### PROBLEM:
Return all lines from the listing below in which "ModifyManifest" appears.

### WORKING DATA:
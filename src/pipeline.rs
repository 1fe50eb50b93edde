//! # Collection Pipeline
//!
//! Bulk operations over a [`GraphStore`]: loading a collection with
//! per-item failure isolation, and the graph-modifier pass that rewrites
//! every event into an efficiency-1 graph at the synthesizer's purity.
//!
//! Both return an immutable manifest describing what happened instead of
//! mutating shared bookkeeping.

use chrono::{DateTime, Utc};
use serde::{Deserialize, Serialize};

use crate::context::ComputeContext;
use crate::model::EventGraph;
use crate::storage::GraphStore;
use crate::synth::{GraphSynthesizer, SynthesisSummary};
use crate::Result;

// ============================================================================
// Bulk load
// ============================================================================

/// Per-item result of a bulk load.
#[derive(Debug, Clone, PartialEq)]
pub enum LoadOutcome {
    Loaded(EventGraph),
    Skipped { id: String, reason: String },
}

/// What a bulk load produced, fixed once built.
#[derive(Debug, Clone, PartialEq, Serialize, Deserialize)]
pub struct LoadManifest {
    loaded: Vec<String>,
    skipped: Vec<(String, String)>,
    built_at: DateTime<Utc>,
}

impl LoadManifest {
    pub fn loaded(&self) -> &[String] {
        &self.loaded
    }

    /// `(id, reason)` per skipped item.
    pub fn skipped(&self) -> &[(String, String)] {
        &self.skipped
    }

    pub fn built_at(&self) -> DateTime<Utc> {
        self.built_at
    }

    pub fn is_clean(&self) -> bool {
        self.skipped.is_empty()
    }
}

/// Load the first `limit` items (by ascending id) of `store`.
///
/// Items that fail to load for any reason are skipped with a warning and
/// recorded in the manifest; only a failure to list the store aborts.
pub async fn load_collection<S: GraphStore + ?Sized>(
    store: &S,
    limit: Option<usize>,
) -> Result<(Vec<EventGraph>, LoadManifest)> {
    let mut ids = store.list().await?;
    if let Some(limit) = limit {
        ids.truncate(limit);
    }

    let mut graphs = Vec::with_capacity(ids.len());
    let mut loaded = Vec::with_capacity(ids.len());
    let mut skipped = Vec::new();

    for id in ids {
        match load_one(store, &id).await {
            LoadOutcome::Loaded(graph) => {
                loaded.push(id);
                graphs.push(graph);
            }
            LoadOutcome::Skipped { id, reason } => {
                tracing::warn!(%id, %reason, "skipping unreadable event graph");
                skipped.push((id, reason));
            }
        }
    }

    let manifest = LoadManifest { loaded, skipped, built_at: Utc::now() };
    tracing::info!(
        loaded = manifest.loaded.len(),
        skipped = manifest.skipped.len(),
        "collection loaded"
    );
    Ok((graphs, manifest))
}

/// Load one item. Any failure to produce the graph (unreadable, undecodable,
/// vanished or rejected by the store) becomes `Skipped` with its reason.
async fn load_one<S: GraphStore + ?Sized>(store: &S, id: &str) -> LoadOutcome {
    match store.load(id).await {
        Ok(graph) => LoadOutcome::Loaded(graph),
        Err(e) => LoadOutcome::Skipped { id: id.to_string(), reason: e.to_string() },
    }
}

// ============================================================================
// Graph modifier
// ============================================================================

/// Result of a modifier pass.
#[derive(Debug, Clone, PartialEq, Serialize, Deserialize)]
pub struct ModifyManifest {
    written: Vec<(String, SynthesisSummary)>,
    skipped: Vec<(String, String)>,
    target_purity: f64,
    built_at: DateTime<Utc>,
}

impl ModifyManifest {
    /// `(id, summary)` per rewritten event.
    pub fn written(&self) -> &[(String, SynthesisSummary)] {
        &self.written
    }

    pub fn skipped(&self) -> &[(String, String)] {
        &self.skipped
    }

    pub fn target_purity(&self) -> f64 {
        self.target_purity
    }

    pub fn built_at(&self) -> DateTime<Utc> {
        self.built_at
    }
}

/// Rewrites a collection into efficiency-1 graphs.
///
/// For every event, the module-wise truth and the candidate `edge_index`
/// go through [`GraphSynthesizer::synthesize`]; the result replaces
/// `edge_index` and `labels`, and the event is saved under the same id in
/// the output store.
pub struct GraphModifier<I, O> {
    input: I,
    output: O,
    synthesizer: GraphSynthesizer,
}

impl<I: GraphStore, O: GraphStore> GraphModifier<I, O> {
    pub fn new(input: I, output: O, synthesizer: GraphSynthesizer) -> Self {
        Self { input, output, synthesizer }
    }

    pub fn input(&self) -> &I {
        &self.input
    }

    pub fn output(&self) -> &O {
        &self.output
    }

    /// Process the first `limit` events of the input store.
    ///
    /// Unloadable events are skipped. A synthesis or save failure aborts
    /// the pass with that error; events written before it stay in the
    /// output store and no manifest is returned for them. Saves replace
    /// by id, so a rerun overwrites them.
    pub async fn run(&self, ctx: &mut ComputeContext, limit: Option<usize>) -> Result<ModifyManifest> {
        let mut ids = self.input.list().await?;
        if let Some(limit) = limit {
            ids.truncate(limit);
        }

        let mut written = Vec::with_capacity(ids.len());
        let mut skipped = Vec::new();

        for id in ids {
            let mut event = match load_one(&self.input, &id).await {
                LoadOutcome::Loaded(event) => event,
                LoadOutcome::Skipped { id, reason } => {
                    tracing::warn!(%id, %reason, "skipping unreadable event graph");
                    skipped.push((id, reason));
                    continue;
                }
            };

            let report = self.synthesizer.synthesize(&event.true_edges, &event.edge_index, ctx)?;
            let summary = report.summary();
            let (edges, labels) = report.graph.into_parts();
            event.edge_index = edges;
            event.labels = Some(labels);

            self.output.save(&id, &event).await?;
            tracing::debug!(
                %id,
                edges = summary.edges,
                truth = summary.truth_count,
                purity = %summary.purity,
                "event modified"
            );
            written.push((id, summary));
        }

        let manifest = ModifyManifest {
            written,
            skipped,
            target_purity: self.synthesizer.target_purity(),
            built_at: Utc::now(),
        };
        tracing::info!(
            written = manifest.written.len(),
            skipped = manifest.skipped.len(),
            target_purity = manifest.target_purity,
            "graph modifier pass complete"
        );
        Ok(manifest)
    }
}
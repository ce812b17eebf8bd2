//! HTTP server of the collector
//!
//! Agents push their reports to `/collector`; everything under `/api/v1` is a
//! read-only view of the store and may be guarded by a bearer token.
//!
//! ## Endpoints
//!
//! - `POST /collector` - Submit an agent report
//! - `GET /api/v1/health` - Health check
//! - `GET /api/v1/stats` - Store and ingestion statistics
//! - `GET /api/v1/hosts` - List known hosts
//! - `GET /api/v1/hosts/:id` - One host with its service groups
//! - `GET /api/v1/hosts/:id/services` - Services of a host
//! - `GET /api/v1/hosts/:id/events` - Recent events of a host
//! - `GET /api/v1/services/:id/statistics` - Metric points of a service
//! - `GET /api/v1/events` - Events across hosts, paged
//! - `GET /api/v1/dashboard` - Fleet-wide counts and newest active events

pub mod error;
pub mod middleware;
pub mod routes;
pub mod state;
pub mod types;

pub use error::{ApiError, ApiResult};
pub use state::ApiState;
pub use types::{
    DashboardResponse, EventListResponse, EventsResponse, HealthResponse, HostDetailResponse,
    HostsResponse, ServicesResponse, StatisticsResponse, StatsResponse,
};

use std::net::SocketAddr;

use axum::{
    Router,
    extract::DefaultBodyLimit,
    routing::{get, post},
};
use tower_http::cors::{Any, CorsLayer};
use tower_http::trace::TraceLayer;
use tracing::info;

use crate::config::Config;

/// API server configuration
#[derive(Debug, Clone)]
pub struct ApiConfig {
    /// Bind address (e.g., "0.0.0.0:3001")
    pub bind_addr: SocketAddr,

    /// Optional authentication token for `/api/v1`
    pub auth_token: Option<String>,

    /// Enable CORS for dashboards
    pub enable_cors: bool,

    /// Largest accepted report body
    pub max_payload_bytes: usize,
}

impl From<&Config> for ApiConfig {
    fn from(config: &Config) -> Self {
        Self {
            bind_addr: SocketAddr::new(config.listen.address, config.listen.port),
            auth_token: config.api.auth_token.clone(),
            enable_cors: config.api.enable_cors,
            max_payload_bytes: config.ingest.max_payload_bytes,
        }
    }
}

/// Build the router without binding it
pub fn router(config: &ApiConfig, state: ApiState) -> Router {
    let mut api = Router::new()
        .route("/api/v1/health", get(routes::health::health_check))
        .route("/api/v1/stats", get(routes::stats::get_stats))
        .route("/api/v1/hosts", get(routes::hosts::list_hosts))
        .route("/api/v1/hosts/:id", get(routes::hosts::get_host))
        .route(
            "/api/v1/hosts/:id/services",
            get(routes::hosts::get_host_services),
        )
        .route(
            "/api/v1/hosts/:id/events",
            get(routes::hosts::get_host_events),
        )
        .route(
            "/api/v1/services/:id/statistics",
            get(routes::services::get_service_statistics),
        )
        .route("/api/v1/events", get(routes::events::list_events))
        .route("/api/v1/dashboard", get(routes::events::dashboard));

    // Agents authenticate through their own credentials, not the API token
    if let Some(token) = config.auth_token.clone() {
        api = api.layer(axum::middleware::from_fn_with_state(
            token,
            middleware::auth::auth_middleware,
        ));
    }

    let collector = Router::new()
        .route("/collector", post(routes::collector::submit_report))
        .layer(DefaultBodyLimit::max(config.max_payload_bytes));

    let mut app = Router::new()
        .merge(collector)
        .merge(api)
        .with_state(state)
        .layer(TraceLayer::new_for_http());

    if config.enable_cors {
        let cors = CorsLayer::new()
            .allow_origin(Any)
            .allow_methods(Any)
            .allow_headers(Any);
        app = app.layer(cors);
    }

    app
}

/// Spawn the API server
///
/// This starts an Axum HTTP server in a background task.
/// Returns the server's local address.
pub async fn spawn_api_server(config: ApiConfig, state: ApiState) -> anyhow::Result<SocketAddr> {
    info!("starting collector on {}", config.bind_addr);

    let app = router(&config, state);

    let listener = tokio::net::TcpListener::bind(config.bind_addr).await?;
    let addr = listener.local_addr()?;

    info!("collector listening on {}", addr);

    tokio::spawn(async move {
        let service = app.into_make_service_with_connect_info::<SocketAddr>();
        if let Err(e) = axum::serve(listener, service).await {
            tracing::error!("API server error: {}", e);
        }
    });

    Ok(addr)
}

### REPLY TO THE TASK:
pub struct ModifyManifest {
impl ModifyManifest {
    pub async fn run(&self, ctx: &mut ComputeContext, limit: Option<usize>) -> Result<ModifyManifest> {
        let manifest = ModifyManifest {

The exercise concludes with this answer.